Stored entries:

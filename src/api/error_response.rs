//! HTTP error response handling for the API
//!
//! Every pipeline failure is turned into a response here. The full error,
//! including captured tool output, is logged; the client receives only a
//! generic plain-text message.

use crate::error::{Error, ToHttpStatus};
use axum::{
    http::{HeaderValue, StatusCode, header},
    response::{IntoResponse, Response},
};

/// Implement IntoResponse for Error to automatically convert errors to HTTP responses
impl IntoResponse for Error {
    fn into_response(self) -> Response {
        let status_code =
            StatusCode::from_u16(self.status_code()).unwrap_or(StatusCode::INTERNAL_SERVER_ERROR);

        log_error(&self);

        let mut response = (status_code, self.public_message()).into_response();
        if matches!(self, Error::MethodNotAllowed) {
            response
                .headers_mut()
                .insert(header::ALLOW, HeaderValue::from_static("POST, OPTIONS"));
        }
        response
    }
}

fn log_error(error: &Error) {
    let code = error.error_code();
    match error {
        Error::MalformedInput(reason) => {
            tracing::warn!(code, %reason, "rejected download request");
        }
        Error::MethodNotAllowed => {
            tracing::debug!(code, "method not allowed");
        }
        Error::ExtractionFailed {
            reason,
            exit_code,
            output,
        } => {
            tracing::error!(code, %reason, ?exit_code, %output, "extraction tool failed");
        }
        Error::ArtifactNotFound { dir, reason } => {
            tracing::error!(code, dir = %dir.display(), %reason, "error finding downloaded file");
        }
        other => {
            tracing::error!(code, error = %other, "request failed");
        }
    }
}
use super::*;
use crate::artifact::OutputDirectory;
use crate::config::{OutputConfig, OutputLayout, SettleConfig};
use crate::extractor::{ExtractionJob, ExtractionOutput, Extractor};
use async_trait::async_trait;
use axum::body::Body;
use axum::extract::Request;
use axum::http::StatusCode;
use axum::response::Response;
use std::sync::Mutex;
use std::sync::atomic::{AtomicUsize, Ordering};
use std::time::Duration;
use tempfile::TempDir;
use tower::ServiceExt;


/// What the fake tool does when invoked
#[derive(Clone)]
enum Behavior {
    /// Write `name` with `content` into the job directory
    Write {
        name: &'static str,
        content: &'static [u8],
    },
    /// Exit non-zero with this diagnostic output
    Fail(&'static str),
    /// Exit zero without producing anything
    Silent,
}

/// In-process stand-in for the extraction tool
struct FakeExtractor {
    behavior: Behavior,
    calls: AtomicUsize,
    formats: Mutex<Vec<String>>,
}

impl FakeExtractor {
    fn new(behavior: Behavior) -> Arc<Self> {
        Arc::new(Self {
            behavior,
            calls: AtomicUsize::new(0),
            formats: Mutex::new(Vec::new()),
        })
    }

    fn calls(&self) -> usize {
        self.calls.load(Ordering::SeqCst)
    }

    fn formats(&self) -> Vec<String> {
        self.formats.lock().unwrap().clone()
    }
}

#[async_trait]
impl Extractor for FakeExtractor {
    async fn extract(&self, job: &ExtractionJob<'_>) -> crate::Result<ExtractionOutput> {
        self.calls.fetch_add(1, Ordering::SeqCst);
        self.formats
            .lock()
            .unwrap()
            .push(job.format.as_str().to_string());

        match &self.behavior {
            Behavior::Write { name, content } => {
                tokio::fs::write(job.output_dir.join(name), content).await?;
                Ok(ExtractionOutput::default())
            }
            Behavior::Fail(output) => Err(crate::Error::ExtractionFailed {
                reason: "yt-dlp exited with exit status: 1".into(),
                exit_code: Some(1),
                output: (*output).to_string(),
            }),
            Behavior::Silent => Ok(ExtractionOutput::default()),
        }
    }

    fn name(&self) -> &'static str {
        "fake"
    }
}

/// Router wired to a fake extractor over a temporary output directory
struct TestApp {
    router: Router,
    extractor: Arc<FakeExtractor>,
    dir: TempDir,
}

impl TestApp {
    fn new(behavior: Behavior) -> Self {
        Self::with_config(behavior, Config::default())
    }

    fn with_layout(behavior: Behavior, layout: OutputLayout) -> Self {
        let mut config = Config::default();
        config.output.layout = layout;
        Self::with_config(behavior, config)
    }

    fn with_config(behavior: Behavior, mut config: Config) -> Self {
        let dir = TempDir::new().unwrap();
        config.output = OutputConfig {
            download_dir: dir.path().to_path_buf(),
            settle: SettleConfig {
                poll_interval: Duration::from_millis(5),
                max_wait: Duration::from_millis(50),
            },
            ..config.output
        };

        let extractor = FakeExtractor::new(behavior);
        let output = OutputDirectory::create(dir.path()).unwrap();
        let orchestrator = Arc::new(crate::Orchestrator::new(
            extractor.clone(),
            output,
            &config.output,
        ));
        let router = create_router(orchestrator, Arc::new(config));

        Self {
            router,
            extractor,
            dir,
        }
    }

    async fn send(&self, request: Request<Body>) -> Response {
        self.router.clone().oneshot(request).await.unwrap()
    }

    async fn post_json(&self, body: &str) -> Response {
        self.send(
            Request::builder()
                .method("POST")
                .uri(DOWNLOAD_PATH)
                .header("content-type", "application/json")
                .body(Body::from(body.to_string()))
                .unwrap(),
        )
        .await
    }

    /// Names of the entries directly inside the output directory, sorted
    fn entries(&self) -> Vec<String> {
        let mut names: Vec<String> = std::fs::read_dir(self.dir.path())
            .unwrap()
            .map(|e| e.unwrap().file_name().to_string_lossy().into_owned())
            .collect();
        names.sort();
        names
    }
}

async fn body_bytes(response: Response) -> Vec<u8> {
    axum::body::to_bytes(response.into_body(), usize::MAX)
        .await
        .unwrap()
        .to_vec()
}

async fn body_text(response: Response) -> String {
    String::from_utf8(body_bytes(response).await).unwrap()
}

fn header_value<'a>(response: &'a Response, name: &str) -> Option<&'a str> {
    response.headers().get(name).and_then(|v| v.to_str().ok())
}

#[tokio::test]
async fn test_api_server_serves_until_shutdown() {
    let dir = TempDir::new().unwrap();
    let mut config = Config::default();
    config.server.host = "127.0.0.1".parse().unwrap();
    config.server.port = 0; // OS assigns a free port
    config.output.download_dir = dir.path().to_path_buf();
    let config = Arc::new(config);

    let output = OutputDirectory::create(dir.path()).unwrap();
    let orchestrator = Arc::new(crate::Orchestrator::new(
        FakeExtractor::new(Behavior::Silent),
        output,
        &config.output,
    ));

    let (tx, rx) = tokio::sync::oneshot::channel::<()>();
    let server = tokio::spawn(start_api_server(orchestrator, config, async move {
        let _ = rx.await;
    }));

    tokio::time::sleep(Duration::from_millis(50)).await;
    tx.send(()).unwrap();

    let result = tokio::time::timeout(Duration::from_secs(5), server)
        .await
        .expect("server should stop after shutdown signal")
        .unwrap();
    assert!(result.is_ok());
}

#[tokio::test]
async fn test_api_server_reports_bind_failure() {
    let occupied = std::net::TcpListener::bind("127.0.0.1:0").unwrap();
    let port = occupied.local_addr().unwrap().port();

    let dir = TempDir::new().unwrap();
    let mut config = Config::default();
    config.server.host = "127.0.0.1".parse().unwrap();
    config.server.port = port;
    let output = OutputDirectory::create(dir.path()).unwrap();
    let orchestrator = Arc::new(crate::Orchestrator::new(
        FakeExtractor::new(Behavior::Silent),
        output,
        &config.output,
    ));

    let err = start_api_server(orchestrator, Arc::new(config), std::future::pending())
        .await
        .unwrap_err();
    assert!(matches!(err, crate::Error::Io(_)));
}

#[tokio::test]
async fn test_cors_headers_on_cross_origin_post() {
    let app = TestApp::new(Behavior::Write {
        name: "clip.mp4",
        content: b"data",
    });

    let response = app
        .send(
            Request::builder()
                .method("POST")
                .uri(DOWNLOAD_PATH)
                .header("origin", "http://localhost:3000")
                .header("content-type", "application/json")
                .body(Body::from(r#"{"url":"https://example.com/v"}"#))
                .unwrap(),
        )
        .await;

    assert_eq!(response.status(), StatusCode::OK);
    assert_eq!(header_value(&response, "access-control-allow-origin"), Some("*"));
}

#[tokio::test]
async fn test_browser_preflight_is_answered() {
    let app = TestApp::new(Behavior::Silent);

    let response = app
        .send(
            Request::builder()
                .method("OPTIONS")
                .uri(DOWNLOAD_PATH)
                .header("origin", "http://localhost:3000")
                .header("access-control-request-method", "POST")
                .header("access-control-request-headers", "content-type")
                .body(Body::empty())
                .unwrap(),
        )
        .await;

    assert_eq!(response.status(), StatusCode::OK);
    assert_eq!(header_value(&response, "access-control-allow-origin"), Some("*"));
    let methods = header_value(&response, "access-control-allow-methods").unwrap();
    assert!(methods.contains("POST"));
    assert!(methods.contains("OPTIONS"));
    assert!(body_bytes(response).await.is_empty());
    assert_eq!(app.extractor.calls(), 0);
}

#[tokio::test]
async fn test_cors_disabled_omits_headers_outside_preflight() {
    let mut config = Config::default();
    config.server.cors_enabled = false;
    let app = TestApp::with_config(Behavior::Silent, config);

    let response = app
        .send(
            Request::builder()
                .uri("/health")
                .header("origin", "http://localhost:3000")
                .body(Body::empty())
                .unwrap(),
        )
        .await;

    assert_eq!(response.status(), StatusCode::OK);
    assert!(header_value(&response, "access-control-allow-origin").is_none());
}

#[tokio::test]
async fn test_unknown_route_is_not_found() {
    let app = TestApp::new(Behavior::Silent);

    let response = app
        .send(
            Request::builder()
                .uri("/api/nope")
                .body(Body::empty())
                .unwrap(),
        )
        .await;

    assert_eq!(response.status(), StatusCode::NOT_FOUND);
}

PROBLEM DESCRIPTION — The records above should be printed exactly, please, from the first line through the line containing "to HTTP responses", with both ends kept and nothing past it.

EXPECTED ANSWER —
filename src/api/error_response.rs
//! HTTP error response handling for the API
//!
//! Every pipeline failure is turned into a response here. The full error,
//! including captured tool output, is logged; the client receives only a
//! generic plain-text message.

use crate::error::{Error, ToHttpStatus};
use axum::{
    http::{HeaderValue, StatusCode, header},
    response::{IntoResponse, Response},
};

/// Implement IntoResponse for Error to automatically convert errors to HTTP responses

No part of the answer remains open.